The Reed community gathered together in many ways when the events
of September 11 struck. The entire community met later that afternoon
in a packed Kaul Auditorium to talk about what it meant to each
of them, and small groups of students met in the residence halls
after the general meeting. The student editors of the Quest decided
to run a special issue as a public forum for community discussion.

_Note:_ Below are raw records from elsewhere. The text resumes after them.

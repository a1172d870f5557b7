//! Tweak resolution across ranked configuration providers
//!
//! A *tweak* is a named configuration value with optional display metadata.
//! This crate merges tweaks from several pluggable providers, memoizes the
//! result, and drops the memo whenever any provider reports a change.
//!
//! - **Data model**: [`Tweak`], [`TweakValue`], [`Priority`]
//! - **Providers**: [`ConfigurationProvider`] and the enumerating
//!   [`CustomizableConfigurationProvider`], declared through [`Provider`]
//! - **Change notifications**: [`ChangeChannel`] with the in-process
//!   [`LocalChangeChannel`]
//! - **Resolution**: [`TweaksCoordinator`] backed by a [`ResolutionCache`]
//!
//! # Architecture
//!
//! ```text
//!        caller
//!          |
//!   TweaksCoordinator ----subscribes----+
//!     |          |                      |
//!  ResolutionCache   providers ---publish--> ChangeChannel
//! ```

pub mod cache;
pub mod channel;
pub mod config;
pub mod coordinator;
pub mod error;
pub mod executor;
pub mod logging;
pub mod provider;
pub mod tweak;

pub use cache::{CachedTweak, ResolutionCache};
pub use channel::{ChangeChannel, ChannelSubscription, Listener, LocalChangeChannel};
pub use config::CoordinatorConfig;
pub use coordinator::{SubscriptionToken, TweaksCoordinator};
pub use error::{Error, Result};
pub use executor::{Executor, InlineExecutor, MainQueue, Task};
pub use logging::{LogLevel, LogSink, silent_sink, tracing_sink};
pub use provider::{ConfigurationProvider, CustomizableConfigurationProvider, Provider};
pub use tweak::{Priority, Tweak, TweakValue};
//! Execution contexts for subscriber callbacks
//!
//! Change notifications can originate on any thread. Callbacks registered
//! through the coordinator are handed to an [`Executor`] so that they run on
//! the caller's primary context rather than the publisher's thread.

use std::sync::Mutex;
use std::sync::mpsc::{self, Receiver, Sender};

/// Unit of work scheduled on an executor.
pub type Task = Box<dyn FnOnce() + Send + 'static>;

/// Somewhere to run subscriber callbacks.
pub trait Executor: Send + Sync {
    fn execute(&self, task: Task);
}

/// Runs every task immediately on the calling thread.
#[derive(Debug, Clone, Copy, Default)]
pub struct InlineExecutor;

impl Executor for InlineExecutor {
    fn execute(&self, task: Task) {
        task();
    }
}

/// Queue drained by the thread that owns the primary context.
///
/// Tasks may be enqueued from any thread; they only run when the owner calls
/// [`MainQueue::run_pending`], typically once per iteration of its event loop.
pub struct MainQueue {
    sender: Sender<Task>,
    receiver: Mutex<Receiver<Task>>,
}

impl MainQueue {
    pub fn new() -> Self {
        let (sender, receiver) = mpsc::channel();
        Self {
            sender,
            receiver: Mutex::new(receiver),
        }
    }

    /// Run every task queued so far. Returns how many ran.
    ///
    /// Tasks enqueued while draining are picked up in the same call.
    pub fn run_pending(&self) -> usize {
        let receiver = self
            .receiver
            .lock()
            .unwrap_or_else(|poisoned| poisoned.into_inner());
        let mut ran = 0;
        while let Ok(task) = receiver.try_recv() {
            task();
            ran += 1;
        }
        ran
    }
}

impl Default for MainQueue {
    fn default() -> Self {
        Self::new()
    }
}

impl Executor for MainQueue {
    fn execute(&self, task: Task) {
        // The receiver lives as long as `self`, so sending cannot fail here.
        let _ = self.sender.send(task);
    }
}

impl std::fmt::Debug for MainQueue {
    fn fmt(&self, f: &mut std::fmt::Formatter<'_>) -> std::fmt::Result {
        f.debug_struct("MainQueue").finish_non_exhaustive()
    }
}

A Reed union featured a panel of faculty members who talked about
how to stay informed about the events. Most visibly, some students
put up a memorial on the lawn in front of Eliot Hall in the form
of the twin towers of the World Trade Center. With a place for
flowers and remembrances, and markers out for people to write
on the white cloth surfaces, this became a place where students
and members of the faculty and staff went to express their thoughts
and feelings.
What some wrote on the memorial:
Even Achilles regretted
his anger.
An eye for an eye
only makes the whole world blind. Mahatma Gandhi
UNDERSTAND.
We have no enemies,
only brothers and sisters in suffering.
May we all work to ensure
that nothing like this happens again.
Ever.
Plan harm for another and harm yourself most.
The evil we hatch always comes home to roost. Hesiod, Works and Days
GRIEVE.
This lump of lead in our hearts will never
go away, and our only hope is that unexplained human alchemy
which, in time, turns lead into gold. We shall endure.